*** Opening of DATA ***

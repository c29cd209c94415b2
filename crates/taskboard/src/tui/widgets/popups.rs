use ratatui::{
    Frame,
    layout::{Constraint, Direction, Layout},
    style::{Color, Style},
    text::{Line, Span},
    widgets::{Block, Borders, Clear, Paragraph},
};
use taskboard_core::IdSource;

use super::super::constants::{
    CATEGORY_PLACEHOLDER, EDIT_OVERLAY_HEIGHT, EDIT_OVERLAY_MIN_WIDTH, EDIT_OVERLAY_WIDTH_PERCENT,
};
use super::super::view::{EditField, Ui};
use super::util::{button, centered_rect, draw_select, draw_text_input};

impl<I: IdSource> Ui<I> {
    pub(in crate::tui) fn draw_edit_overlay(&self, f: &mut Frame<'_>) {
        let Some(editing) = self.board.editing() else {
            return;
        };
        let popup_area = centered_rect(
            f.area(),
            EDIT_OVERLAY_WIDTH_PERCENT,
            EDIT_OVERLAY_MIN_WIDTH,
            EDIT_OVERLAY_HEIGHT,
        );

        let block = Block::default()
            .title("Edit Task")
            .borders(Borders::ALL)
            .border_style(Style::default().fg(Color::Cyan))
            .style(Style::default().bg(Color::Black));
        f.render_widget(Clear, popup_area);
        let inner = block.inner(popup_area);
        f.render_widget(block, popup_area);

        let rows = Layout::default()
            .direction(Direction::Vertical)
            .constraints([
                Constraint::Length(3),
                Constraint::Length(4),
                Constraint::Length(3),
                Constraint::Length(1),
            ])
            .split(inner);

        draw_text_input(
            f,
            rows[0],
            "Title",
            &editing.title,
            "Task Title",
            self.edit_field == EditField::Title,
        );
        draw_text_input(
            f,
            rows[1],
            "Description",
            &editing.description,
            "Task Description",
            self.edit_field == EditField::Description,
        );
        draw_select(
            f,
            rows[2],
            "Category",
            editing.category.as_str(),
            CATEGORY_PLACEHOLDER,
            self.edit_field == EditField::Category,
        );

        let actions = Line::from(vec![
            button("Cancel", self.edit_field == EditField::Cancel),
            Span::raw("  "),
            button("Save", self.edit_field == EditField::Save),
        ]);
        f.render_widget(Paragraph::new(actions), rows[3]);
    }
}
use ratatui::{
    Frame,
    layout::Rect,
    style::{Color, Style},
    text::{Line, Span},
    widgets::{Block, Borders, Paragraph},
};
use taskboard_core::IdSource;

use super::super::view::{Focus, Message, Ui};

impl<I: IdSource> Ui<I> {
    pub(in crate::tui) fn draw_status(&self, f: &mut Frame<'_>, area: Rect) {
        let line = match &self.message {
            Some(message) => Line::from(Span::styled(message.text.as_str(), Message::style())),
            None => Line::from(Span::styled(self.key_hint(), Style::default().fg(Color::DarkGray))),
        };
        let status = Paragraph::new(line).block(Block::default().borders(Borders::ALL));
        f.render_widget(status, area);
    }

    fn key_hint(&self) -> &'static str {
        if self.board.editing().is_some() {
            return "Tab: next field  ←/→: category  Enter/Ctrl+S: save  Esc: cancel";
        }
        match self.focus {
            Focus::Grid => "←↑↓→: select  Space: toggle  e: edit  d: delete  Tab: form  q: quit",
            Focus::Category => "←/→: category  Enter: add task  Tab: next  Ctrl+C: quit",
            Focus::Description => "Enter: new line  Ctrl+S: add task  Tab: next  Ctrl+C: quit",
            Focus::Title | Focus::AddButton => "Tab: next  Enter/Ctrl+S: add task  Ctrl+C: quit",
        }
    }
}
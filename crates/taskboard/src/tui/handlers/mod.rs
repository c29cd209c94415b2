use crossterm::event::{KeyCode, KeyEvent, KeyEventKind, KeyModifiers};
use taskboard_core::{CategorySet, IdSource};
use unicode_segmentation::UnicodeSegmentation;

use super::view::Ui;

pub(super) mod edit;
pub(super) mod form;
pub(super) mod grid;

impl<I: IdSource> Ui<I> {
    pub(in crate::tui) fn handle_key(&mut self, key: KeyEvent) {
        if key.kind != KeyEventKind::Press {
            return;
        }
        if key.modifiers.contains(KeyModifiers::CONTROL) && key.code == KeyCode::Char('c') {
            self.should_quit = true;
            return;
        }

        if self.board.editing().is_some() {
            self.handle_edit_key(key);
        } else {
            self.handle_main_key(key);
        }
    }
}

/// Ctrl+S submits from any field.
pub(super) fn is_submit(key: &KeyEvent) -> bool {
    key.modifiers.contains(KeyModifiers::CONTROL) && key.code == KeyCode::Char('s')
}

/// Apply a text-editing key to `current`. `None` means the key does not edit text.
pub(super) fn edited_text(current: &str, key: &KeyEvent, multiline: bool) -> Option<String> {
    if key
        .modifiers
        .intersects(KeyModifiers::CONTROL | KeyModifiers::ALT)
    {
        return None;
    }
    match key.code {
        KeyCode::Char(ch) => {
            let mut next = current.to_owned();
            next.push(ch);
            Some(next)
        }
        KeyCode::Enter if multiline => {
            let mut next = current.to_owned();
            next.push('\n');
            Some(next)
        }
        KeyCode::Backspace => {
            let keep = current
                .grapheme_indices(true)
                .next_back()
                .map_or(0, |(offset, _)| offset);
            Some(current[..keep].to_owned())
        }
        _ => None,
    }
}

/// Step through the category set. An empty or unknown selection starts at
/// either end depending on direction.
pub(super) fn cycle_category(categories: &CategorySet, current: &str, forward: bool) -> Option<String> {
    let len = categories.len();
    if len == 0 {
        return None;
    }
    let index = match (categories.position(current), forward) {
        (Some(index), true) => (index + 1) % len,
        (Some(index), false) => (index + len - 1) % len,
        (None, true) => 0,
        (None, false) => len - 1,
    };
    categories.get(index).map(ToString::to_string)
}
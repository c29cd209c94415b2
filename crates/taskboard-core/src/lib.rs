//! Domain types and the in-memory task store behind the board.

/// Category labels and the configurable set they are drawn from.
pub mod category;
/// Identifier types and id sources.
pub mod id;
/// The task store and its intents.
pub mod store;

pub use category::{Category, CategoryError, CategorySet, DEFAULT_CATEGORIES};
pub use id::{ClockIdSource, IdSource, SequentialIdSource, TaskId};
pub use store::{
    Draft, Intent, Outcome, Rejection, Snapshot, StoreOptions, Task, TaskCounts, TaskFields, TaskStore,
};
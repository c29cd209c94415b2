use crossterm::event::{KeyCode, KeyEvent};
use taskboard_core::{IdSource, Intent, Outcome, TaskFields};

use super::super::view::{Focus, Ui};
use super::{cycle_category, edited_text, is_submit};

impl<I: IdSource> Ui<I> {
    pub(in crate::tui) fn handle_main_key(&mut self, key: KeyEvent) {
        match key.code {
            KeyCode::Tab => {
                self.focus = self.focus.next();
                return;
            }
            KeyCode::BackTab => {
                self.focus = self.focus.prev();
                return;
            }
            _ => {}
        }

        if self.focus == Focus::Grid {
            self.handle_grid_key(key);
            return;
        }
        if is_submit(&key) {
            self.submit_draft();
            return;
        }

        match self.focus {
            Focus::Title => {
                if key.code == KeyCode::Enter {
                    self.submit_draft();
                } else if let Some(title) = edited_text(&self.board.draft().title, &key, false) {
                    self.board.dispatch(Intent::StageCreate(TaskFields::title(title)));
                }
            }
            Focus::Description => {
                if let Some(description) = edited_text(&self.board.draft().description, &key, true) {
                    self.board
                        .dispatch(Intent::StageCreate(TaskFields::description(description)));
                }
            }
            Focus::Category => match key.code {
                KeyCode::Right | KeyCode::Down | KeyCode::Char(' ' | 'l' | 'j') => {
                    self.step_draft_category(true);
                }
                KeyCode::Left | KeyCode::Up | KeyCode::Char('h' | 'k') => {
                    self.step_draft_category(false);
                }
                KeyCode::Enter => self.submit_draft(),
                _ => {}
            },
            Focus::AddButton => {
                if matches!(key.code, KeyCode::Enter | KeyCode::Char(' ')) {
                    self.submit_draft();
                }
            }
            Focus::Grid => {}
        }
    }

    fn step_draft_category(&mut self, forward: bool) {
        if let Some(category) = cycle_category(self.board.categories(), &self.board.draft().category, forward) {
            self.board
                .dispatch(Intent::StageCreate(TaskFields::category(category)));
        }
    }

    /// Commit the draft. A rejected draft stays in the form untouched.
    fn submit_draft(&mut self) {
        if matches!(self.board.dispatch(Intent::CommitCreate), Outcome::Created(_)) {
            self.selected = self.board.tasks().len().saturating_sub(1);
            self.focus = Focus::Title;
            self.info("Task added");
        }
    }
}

*** Close of DATA ***

> [EXERCISE DIRECTIONS] The answer should be a single number: the count of lines in the data that include the string "true".

> [EXERCISE ANSWER] 6